[Dataset entries]
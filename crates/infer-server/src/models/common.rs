//! Helpers shared by the request types.

use crate::error::{Result, ServerError};
use crate::registry::SessionId;

/// HTML forms submit untouched fields as empty strings; treat those as absent.
pub(crate) fn non_blank(value: Option<String>) -> Option<String> {
    value.filter(|v| !v.trim().is_empty())
}

pub(crate) fn parse_session_id(value: Option<String>) -> Result<Option<SessionId>> {
    non_blank(value).map(|raw| raw.parse()).transpose()
}

pub(crate) fn require_session_id(value: Option<String>) -> Result<SessionId> {
    parse_session_id(value)?
        .ok_or_else(|| ServerError::InvalidRequest("session_id is required".into()))
}
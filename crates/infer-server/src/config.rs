//! Server configuration: TOML file with per-field defaults, validated at startup.

use std::collections::HashSet;
use std::net::SocketAddr;
use std::path::{Path, PathBuf};
use std::time::Duration;

use serde::{Deserialize, Serialize};

use crate::registry::RegistryLimits;

#[derive(Debug, thiserror::Error)]
pub enum ConfigError {
    #[error("failed to read config {path}: {source}")]
    Io {
        path: PathBuf,
        #[source]
        source: std::io::Error,
    },
    #[error("failed to parse config: {0}")]
    Parse(#[from] toml::de::Error),
    #[error("invalid config: {0}")]
    Invalid(String),
}

#[derive(Debug, Clone, Serialize, Deserialize)]
pub struct ServerConfig {
    /// Address the HTTP listener binds to.
    #[serde(default = "default_bind")]
    pub bind: SocketAddr,

    /// Model used when a request does not name one.
    #[serde(default = "default_model_name")]
    pub default_model: String,

    /// Hard cap on simultaneously open inference sessions.
    #[serde(default = "default_max_sessions")]
    pub max_sessions: usize,

    /// Idle time after which a session expires. Refreshed on every use.
    #[serde(default = "default_step_timeout_secs")]
    pub step_timeout_secs: u64,

    /// Period of the background sweep that releases expired sessions.
    #[serde(default = "default_sweep_interval_secs")]
    pub sweep_interval_secs: u64,

    /// Upper bound on waiting for a busy session. Unset means wait indefinitely.
    #[serde(default)]
    pub lock_timeout_secs: Option<u64>,

    /// `max_length` for sessions opened without one.
    #[serde(default = "default_session_max_length")]
    pub default_max_length: usize,

    #[serde(default = "default_models")]
    pub models: Vec<ModelConfig>,
}

#[derive(Debug, Clone, Serialize, Deserialize)]
pub struct ModelConfig {
    pub name: String,
    /// Base vocabulary for the word tokenizer; the built-in list when absent.
    #[serde(default)]
    pub vocabulary: Option<Vec<String>>,
    /// Simulated per-token latency.
    #[serde(default)]
    pub step_delay_ms: u64,
}

fn default_bind() -> SocketAddr {
    SocketAddr::from(([127, 0, 0, 1], 5000))
}

fn default_model_name() -> String {
    "toy".into()
}

fn default_max_sessions() -> usize {
    100
}

fn default_step_timeout_secs() -> u64 {
    300
}

fn default_sweep_interval_secs() -> u64 {
    30
}

fn default_session_max_length() -> usize {
    1024
}

fn default_models() -> Vec<ModelConfig> {
    vec![ModelConfig {
        name: default_model_name(),
        vocabulary: None,
        step_delay_ms: 0,
    }]
}

impl Default for ServerConfig {
    fn default() -> Self {
        Self {
            bind: default_bind(),
            default_model: default_model_name(),
            max_sessions: default_max_sessions(),
            step_timeout_secs: default_step_timeout_secs(),
            sweep_interval_secs: default_sweep_interval_secs(),
            lock_timeout_secs: None,
            default_max_length: default_session_max_length(),
            models: default_models(),
        }
    }
}

impl ServerConfig {
    /// Read `path` if given, otherwise start from defaults. Not validated; call
    /// [`ServerConfig::validate`] after applying overrides.
    pub fn load(path: Option<&Path>) -> Result<Self, ConfigError> {
        let Some(path) = path else {
            return Ok(Self::default());
        };
        let raw = std::fs::read_to_string(path).map_err(|source| ConfigError::Io {
            path: path.to_path_buf(),
            source,
        })?;
        Self::from_toml(&raw)
    }

    pub fn from_toml(raw: &str) -> Result<Self, ConfigError> {
        Ok(toml::from_str(raw)?)
    }

    pub fn validate(&self) -> Result<(), ConfigError> {
        if self.max_sessions == 0 {
            return Err(ConfigError::Invalid("max_sessions must be at least 1".into()));
        }
        if self.step_timeout_secs == 0 {
            return Err(ConfigError::Invalid("step_timeout_secs must be positive".into()));
        }
        if self.sweep_interval_secs == 0 {
            return Err(ConfigError::Invalid("sweep_interval_secs must be positive".into()));
        }
        if self.lock_timeout_secs == Some(0) {
            return Err(ConfigError::Invalid("lock_timeout_secs must be positive".into()));
        }
        if self.default_max_length == 0 {
            return Err(ConfigError::Invalid("default_max_length must be positive".into()));
        }
        if self.models.is_empty() {
            return Err(ConfigError::Invalid("at least one model must be configured".into()));
        }

        let mut seen = HashSet::new();
        for model in &self.models {
            if model.name.trim().is_empty() {
                return Err(ConfigError::Invalid("model names must not be empty".into()));
            }
            if !seen.insert(model.name.as_str()) {
                return Err(ConfigError::Invalid(format!(
                    "model {:?} is configured twice",
                    model.name
                )));
            }
            if model.vocabulary.as_ref().is_some_and(|v| v.is_empty()) {
                return Err(ConfigError::Invalid(format!(
                    "model {:?} has an empty vocabulary",
                    model.name
                )));
            }
        }
        if !seen.contains(self.default_model.as_str()) {
            return Err(ConfigError::Invalid(format!(
                "default_model {:?} is not among the configured models",
                self.default_model
            )));
        }
        Ok(())
    }

    pub fn step_timeout(&self) -> Duration {
        Duration::from_secs(self.step_timeout_secs)
    }

    pub fn sweep_interval(&self) -> Duration {
        Duration::from_secs(self.sweep_interval_secs)
    }

    pub fn registry_limits(&self) -> RegistryLimits {
        RegistryLimits {
            max_sessions: self.max_sessions,
            step_timeout: self.step_timeout(),
            lock_timeout: self.lock_timeout_secs.map(Duration::from_secs),
        }
    }
}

**Description of the task**.
Using the entries above, output exactly the lines between the line holding "impl Default for" and the line holding "if self.lock_timeout_secs == Some(0)", end lines included, and nothing more.

**Reply**.
impl Default for ServerConfig {
    fn default() -> Self {
        Self {
            bind: default_bind(),
            default_model: default_model_name(),
            max_sessions: default_max_sessions(),
            step_timeout_secs: default_step_timeout_secs(),
            sweep_interval_secs: default_sweep_interval_secs(),
            lock_timeout_secs: None,
            default_max_length: default_session_max_length(),
            models: default_models(),
        }
    }
}

impl ServerConfig {
    /// Read `path` if given, otherwise start from defaults. Not validated; call
    /// [`ServerConfig::validate`] after applying overrides.
    pub fn load(path: Option<&Path>) -> Result<Self, ConfigError> {
        let Some(path) = path else {
            return Ok(Self::default());
        };
        let raw = std::fs::read_to_string(path).map_err(|source| ConfigError::Io {
            path: path.to_path_buf(),
            source,
        })?;
        Self::from_toml(&raw)
    }

    pub fn from_toml(raw: &str) -> Result<Self, ConfigError> {
        Ok(toml::from_str(raw)?)
    }

    pub fn validate(&self) -> Result<(), ConfigError> {
        if self.max_sessions == 0 {
            return Err(ConfigError::Invalid("max_sessions must be at least 1".into()));
        }
        if self.step_timeout_secs == 0 {
            return Err(ConfigError::Invalid("step_timeout_secs must be positive".into()));
        }
        if self.sweep_interval_secs == 0 {
            return Err(ConfigError::Invalid("sweep_interval_secs must be positive".into()));
        }
        if self.lock_timeout_secs == Some(0) {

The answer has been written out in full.